In thinking about this, Gore — like many others — makes a neat separation between television on the one hand and print and the Internet on the other. Print and the Internet, he asserts, promote reasoned debate. Television promotes passive reception of emotional stimuli.
Well, yes and no.
Print also is quite capable of unreasonable emotional appeals. Just look at the grocery store tabloids, or Rupert Murdoch’s New York Post, for that matter. Even more revealing, look at American newspapers from the late 18th Century, when the Age of Reason’s Enlightenment thinking was turned into the framework of the American Republic. Those publications were scandalous, shameless and highly inflammatory.
Television, on the other hand, can promote genuine reflection. Think of Ken Burns’ great documentary studies of race in America — “The Civil War,” “Baseball,” “Jazz.” Or of Gore’s “An Inconvenient Truth,” which works as well on DVD as on a movie screen.
Sure, these shows appeal to the emotions through vivid visuals and deeply affecting human narratives. But they do make you think. Think ethically, in fact.
That isn’t as odd as it sounds. Important contemporary philosophers argue, as the University of Chicago’s Martha Nussbaum wrote, that emotions are “part and parcel of the system of ethical reasoning.”
So what does the emotional brain have to do with the Internet? From the beginning, this exciting new medium has sent its apostles into flights of utopian rapture. It promises to network the brains of every human on the planet into one superbrain more powerful than any supercomputer. It will permit Athenian democracy to extend the length and breadth of the great nation states of the world. Or, perhaps, it will eliminate nationalism entirely and bring all the peoples of the world together.
And, of course, it will rescue the American political system from television and deliver a government of reasoned discussion.
Revealingly, some of these rhapsodic claims are reminiscent of the early dreams for television, which was going to bring the American people together (to watch “I Love Lucy,” as it turned out).
The trouble with Gore’s view is that it disregards the deepest effect of the new information environment, which is to make us more drawn to emotional presentations of information.
The reason dates back long before the Internet, back to when our earliest ancestors lived on the African savanna. The human brain has not changed much since then. Its capacity for emotional response evolved as a survival mechanism.
Powerful as it is, the human brain has limited information-processing capacity. The emotions’ crucial function is to take command of the brain and focus its attention on situations where survival is at issue — danger, opportunities to reproduce, moments to nurture offspring.
When the brain is challenged to process very difficult information — let’s say, multitasking amid an overload of information — an emotional response is commonly produced. This is natural. In the face of a confusing welter of information, the emotions rise up to focus the brain on something they sense to be vitally important.
Think of hundreds of wild animals moving around chaotically on the savanna. And then a lion. The survivor’s brain pays attention to the lion.
This is one reason, a neuroscientific reason, that emotionally charged presentations of information — on-the-scene crime reports on TV, for example, or passionate blogs, or cable news ranting — have been growing in importance while emotionally cooler presentations — in mainstream newspapers, for example — have been declining.

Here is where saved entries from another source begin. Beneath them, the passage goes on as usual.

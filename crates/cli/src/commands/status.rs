//! Status and metrics commands

use anyhow::Result;
use colored::Colorize;
use tabled::Tabled;

use crate::client::{ApiClient, MetricSnapshot};
use crate::output::{
    color_status, format_optional_timestamp, format_percent, format_timestamp, print_info,
    print_json, print_warning, render_table, OutputFormat,
};

#[derive(Tabled)]
struct ServiceRow {
    #[tabled(rename = "Service")]
    name: String,
    #[tabled(rename = "Replicas")]
    replicas: String,
    #[tabled(rename = "Last Action")]
    last_action: String,
    #[tabled(rename = "Last Scaled")]
    last_scaled: String,
}

#[derive(Tabled)]
struct MetricRow {
    #[tabled(rename = "Metric")]
    metric: String,
    #[tabled(rename = "Service")]
    service: String,
    #[tabled(rename = "Value")]
    value: String,
}

/// Flatten a snapshot into one row per metric and service
fn metric_rows(snapshot: &MetricSnapshot) -> Vec<MetricRow> {
    snapshot
        .iter()
        .flat_map(|(metric, values)| {
            values.iter().map(move |(service, value)| MetricRow {
                metric: metric.clone(),
                service: service.clone(),
                value: format_percent(*value),
            })
        })
        .collect()
}

/// Show overall autoscaler status
pub async fn show_status(client: &ApiClient, format: OutputFormat) -> Result<()> {
    let health = client.health().await?;

    match format {
        OutputFormat::Json => print_json(&health)?,
        OutputFormat::Table => {
            println!("{}", "Autoscaler Status".bold());
            println!("{}", "=".repeat(50));
            println!("Status:     {}", color_status(&health.status));
            println!("Timestamp:  {}", format_timestamp(&health.timestamp));
            if health.scaling_in_progress {
                println!("Scaling:    {}", "in progress".yellow());
            }
            println!();

            if health.services.is_empty() {
                print_warning("No services configured");
                return Ok(());
            }

            let rows: Vec<ServiceRow> = health
                .services
                .values()
                .map(|s| ServiceRow {
                    name: s.name.clone(),
                    replicas: s
                        .replicas
                        .map(|r| r.to_string())
                        .unwrap_or_else(|| "-".to_string()),
                    last_action: s.last_action.clone().unwrap_or_else(|| "-".to_string()),
                    last_scaled: format_optional_timestamp(s.last_scale_action.as_ref()),
                })
                .collect();
            println!("{}", render_table(rows));

            if health.metrics.is_empty() {
                println!();
                print_info("No metrics collected yet");
            }
        }
    }

    Ok(())
}

/// Show the latest metrics snapshot
pub async fn show_metrics(client: &ApiClient, format: OutputFormat) -> Result<()> {
    let snapshot = client.metrics().await?;

    match format {
        OutputFormat::Json => print_json(&snapshot)?,
        OutputFormat::Table => {
            if snapshot.is_empty() {
                print_warning("No metrics in the current snapshot");
                return Ok(());
            }
            println!("{}", render_table(metric_rows(&snapshot)));
        }
    }

    Ok(())
}
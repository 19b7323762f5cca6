//! Docker Swarm backend driven through the `docker` CLI

use super::{async_trait, OrchestrationClient, OrchestrationError};
use tokio::process::Command;
use tracing::debug;

/// Orchestrator that shells out to `docker service ...`
#[derive(Debug, Clone)]
pub struct SwarmOrchestrator {
    program: String,
}

impl Default for SwarmOrchestrator {
    fn default() -> Self {
        Self::new("docker")
    }
}

impl SwarmOrchestrator {
    /// Use the Docker CLI at `program` (a path or a name on `$PATH`)
    pub fn new(program: impl Into<String>) -> Self {
        Self {
            program: program.into(),
        }
    }

    async fn run(&self, args: &[&str]) -> Result<String, OrchestrationError> {
        debug!(program = %self.program, args = ?args, "Running orchestrator command");

        let output = Command::new(&self.program)
            .args(args)
            .kill_on_drop(true)
            .output()
            .await
            .map_err(|source| OrchestrationError::Spawn {
                program: self.program.clone(),
                source,
            })?;

        if !output.status.success() {
            return Err(OrchestrationError::CommandFailed {
                command: format!("{} {}", self.program, args.join(" ")),
                status: output.status.to_string(),
                stderr: String::from_utf8_lossy(&output.stderr).trim().to_string(),
            });
        }

        Ok(String::from_utf8_lossy(&output.stdout).into_owned())
    }
}

/// Count tasks whose `{{.CurrentState}}` reads `Running ...`
pub fn count_running_tasks(output: &str) -> u32 {
    output
        .lines()
        .map(str::trim)
        .filter(|line| line.starts_with("Running"))
        .count() as u32
}

#[async_trait]
impl OrchestrationClient for SwarmOrchestrator {
    async fn scale(&self, service: &str, replicas: u32) -> Result<(), OrchestrationError> {
        let spec = format!("{}={}", service, replicas);
        self.run(&["service", "scale", "--detach", &spec]).await?;
        Ok(())
    }

    async fn healthy_replica_count(&self, service: &str) -> Result<u32, OrchestrationError> {
        let output = self
            .run(&[
                "service",
                "ps",
                service,
                "--filter",
                "desired-state=running",
                "--format",
                "{{.CurrentState}}",
            ])
            .await?;
        Ok(count_running_tasks(&output))
    }

    async fn check(&self) -> Result<(), OrchestrationError> {
        let output = self
            .run(&["info", "--format", "{{.Swarm.LocalNodeState}}"])
            .await?;
        match output.trim() {
            "active" => Ok(()),
            other => Err(OrchestrationError::UnexpectedOutput(format!(
                "swarm node state is {:?}, expected \"active\"",
                other
            ))),
        }
    }
}
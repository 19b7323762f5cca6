//! Core data models for the autoscaler

use chrono::{DateTime, Utc};
use serde::{Deserialize, Serialize};
use std::collections::BTreeMap;
use std::fmt;
use std::time::Duration;

/// Kind of workload a service runs
#[derive(Debug, Clone, Copy, Default, PartialEq, Eq, Serialize, Deserialize)]
#[serde(rename_all = "lowercase")]
pub enum ServiceType {
    Web,
    Api,
    Worker,
    Database,
    #[default]
    #[serde(other)]
    Other,
}

/// Evaluation priority; higher priority services are visited first each tick
#[derive(Debug, Clone, Copy, Default, PartialEq, Eq, PartialOrd, Ord, Hash, Serialize, Deserialize)]
#[serde(rename_all = "lowercase")]
pub enum Priority {
    Low,
    #[default]
    Medium,
    High,
    Critical,
}

/// Static scaling policy for one service, fully resolved against global defaults
#[derive(Debug, Clone, PartialEq)]
pub struct ServiceConfig {
    pub name: String,
    pub service_type: ServiceType,
    pub priority: Priority,
    /// Names of the metric queries averaged for this service
    pub metric_names: Vec<String>,
    /// Percentage above which the service gains a replica
    pub scale_up_threshold: f64,
    /// Percentage below which the service loses a replica
    pub scale_down_threshold: f64,
    pub min_replicas: u32,
    pub max_replicas: u32,
    pub cooldown: Duration,
}

impl ServiceConfig {
    /// Clamp a replica count into this service's configured bounds
    pub fn clamp_replicas(&self, replicas: u32) -> u32 {
        replicas.clamp(self.min_replicas, self.max_replicas)
    }
}

/// Latest observed values: metric name -> service name -> percentage
#[derive(Debug, Clone, Default, PartialEq, Serialize, Deserialize)]
#[serde(transparent)]
pub struct MetricSnapshot(BTreeMap<String, BTreeMap<String, f64>>);

impl MetricSnapshot {
    pub fn new() -> Self {
        Self::default()
    }

    /// Insert the per-service values of one metric, replacing any previous values
    pub fn insert_metric(&mut self, metric: impl Into<String>, values: BTreeMap<String, f64>) {
        self.0.insert(metric.into(), values);
    }

    /// Value of `metric` for `service`, if the metric was collected and has a series for it
    pub fn value(&self, metric: &str, service: &str) -> Option<f64> {
        self.0.get(metric)?.get(service).copied()
    }

    pub fn metric_names(&self) -> impl Iterator<Item = &str> {
        self.0.keys().map(String::as_str)
    }

    pub fn len(&self) -> usize {
        self.0.len()
    }

    pub fn is_empty(&self) -> bool {
        self.0.is_empty()
    }
}

impl FromIterator<(String, BTreeMap<String, f64>)> for MetricSnapshot {
    fn from_iter<I: IntoIterator<Item = (String, BTreeMap<String, f64>)>>(iter: I) -> Self {
        Self(iter.into_iter().collect())
    }
}

/// Direction of a scaling decision
#[derive(Debug, Clone, Copy, PartialEq, Eq, Serialize, Deserialize)]
#[serde(rename_all = "lowercase")]
pub enum ScaleDirection {
    Up,
    Down,
    None,
}

impl ScaleDirection {
    pub fn as_str(&self) -> &'static str {
        match self {
            ScaleDirection::Up => "up",
            ScaleDirection::Down => "down",
            ScaleDirection::None => "none",
        }
    }
}

impl fmt::Display for ScaleDirection {
    fn fmt(&self, f: &mut fmt::Formatter<'_>) -> fmt::Result {
        f.write_str(self.as_str())
    }
}

/// Why the policy produced a decision
#[derive(Debug, Clone, Copy, PartialEq, Eq, Serialize, Deserialize)]
#[serde(rename_all = "kebab-case")]
pub enum DecisionReason {
    Cooldown,
    NoMetrics,
    HighLoad,
    LowLoad,
    Stable,
}

impl DecisionReason {
    pub fn as_str(&self) -> &'static str {
        match self {
            DecisionReason::Cooldown => "cooldown",
            DecisionReason::NoMetrics => "no-metrics",
            DecisionReason::HighLoad => "high-load",
            DecisionReason::LowLoad => "low-load",
            DecisionReason::Stable => "stable",
        }
    }
}

impl fmt::Display for DecisionReason {
    fn fmt(&self, f: &mut fmt::Formatter<'_>) -> fmt::Result {
        f.write_str(self.as_str())
    }
}

/// Output of one policy evaluation
#[derive(Debug, Clone, Copy, PartialEq, Serialize, Deserialize)]
#[serde(rename_all = "camelCase")]
pub struct ScalingDecision {
    pub action: ScaleDirection,
    pub reason: DecisionReason,
    /// Average load percentage, absent when no metric was available or cooldown short-circuited
    pub observed_value: Option<f64>,
}

impl ScalingDecision {
    pub fn none(reason: DecisionReason) -> Self {
        Self {
            action: ScaleDirection::None,
            reason,
            observed_value: None,
        }
    }

    pub fn with_value(action: ScaleDirection, reason: DecisionReason, value: f64) -> Self {
        Self {
            action,
            reason,
            observed_value: Some(value),
        }
    }

    pub fn is_actionable(&self) -> bool {
        self.action != ScaleDirection::None
    }
}

/// Per-service mutable runtime state, written only by a recorded scaling action
#[derive(Debug, Clone, Copy, Default, PartialEq, Serialize, Deserialize)]
#[serde(rename_all = "camelCase")]
pub struct ScalingState {
    pub last_action_at: Option<DateTime<Utc>>,
    pub last_action: Option<ScaleDirection>,
}

/// Audit record of one executed scale
#[derive(Debug, Clone, PartialEq, Serialize, Deserialize)]
#[serde(rename_all = "camelCase")]
pub struct ScalingAction {
    pub timestamp: DateTime<Utc>,
    pub service: String,
    pub action: ScaleDirection,
    pub from_replicas: u32,
    pub to_replicas: u32,
    pub reason: DecisionReason,
    #[serde(skip_serializing_if = "Option::is_none")]
    pub observed_value: Option<f64>,
    /// False when the health poll timed out before the target was observed
    pub health_confirmed: bool,
}

/// Summary of the latest metrics collection tick
#[derive(Debug, Clone, Copy, PartialEq, Eq, Serialize, Deserialize)]
#[serde(rename_all = "camelCase")]
pub struct CollectionReport {
    pub collected_at: DateTime<Utc>,
    pub metrics_collected: usize,
    pub metrics_configured: usize,
}

impl CollectionReport {
    pub fn has_data(&self) -> bool {
        self.metrics_collected > 0
    }
}

#[cfg(test)]
mod tests {
    use super::*;

    #[test]
    fn test_snapshot_value_lookup() {
        let mut snapshot = MetricSnapshot::new();
        snapshot.insert_metric("cpu", BTreeMap::from([("web".to_string(), 42.0)]));

        assert_eq!(snapshot.value("cpu", "web"), Some(42.0));
        assert_eq!(snapshot.value("cpu", "api"), None);
        assert_eq!(snapshot.value("memory", "web"), None);
        assert_eq!(snapshot.len(), 1);
    }

    #[test]
    fn test_snapshot_serializes_as_nested_map() {
        let mut snapshot = MetricSnapshot::new();
        snapshot.insert_metric("cpu", BTreeMap::from([("web".to_string(), 50.0)]));

        let json = serde_json::to_value(&snapshot).unwrap();
        assert_eq!(json, serde_json::json!({"cpu": {"web": 50.0}}));
    }

    #[test]
    fn test_reason_wire_names() {
        assert_eq!(
            serde_json::to_value(DecisionReason::NoMetrics).unwrap(),
            "no-metrics"
        );
        assert_eq!(DecisionReason::HighLoad.to_string(), "high-load");
        assert_eq!(serde_json::to_value(ScaleDirection::Up).unwrap(), "up");
    }

    #[test]
    fn test_priority_ordering() {
        assert!(Priority::Critical > Priority::High);
        assert!(Priority::Medium > Priority::Low);
    }

    #[test]
    fn test_unknown_service_type_maps_to_other() {
        let parsed: ServiceType = serde_json::from_str("\"cache\"").unwrap();
        assert_eq!(parsed, ServiceType::Other);
    }
}
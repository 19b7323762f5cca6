//! Load metrics collection
//!
//! This module hides the metrics backend behind the [`MetricsClient`] trait.
//! Implementations return a typed [`MetricSnapshot`] of percentages keyed by
//! metric name and service name; backend response shapes never leave the
//! implementation.

mod prometheus_api;

pub use prometheus_api::{PrometheusClient, DEFAULT_QUERY_TIMEOUT};

use crate::models::MetricSnapshot;
use anyhow::Result;
use serde::{Deserialize, Serialize};

pub use async_trait::async_trait;

/// How a query's raw values relate to a percentage
#[derive(Debug, Clone, Copy, Default, PartialEq, Eq, Serialize, Deserialize)]
#[serde(rename_all = "lowercase")]
pub enum MetricUnit {
    /// 0–1 ratio, multiplied by 100
    #[default]
    Ratio,
    /// Already a percentage
    Percent,
}

impl MetricUnit {
    pub fn to_percent(&self, value: f64) -> f64 {
        match self {
            MetricUnit::Ratio => value * 100.0,
            MetricUnit::Percent => value,
        }
    }
}

/// One named query against the metrics backend
#[derive(Debug, Clone, PartialEq, Eq, Serialize, Deserialize)]
pub struct MetricQuery {
    /// Name services refer to in their metric list
    pub name: String,
    /// Backend query expression
    pub query: String,
    #[serde(default)]
    pub unit: MetricUnit,
}

impl MetricQuery {
    pub fn new(name: impl Into<String>, query: impl Into<String>, unit: MetricUnit) -> Self {
        Self {
            name: name.into(),
            query: query.into(),
            unit,
        }
    }
}

/// Trait for metrics backend implementations
#[async_trait]
pub trait MetricsClient: Send + Sync {
    /// Run every configured query and return a fresh snapshot.
    ///
    /// A failing query is logged and left out; if all fail the snapshot is empty.
    async fn collect(&self) -> MetricSnapshot;

    /// Names of the configured queries
    fn metric_names(&self) -> Vec<String>;

    /// Verify the backend is reachable
    async fn check(&self) -> Result<()>;
}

The Internet already makes vast amounts of knowledge available to large numbers of people. It makes it easy for people to interact with people they otherwise would not even know. But sorry to say, its greatest impact will not be as the forum for rational discussion that Al Gore and others expect.
———–
Jack Fuller, a former editor and publisher of the Chicago Tribune, is working on a book about neuroscience and the news media.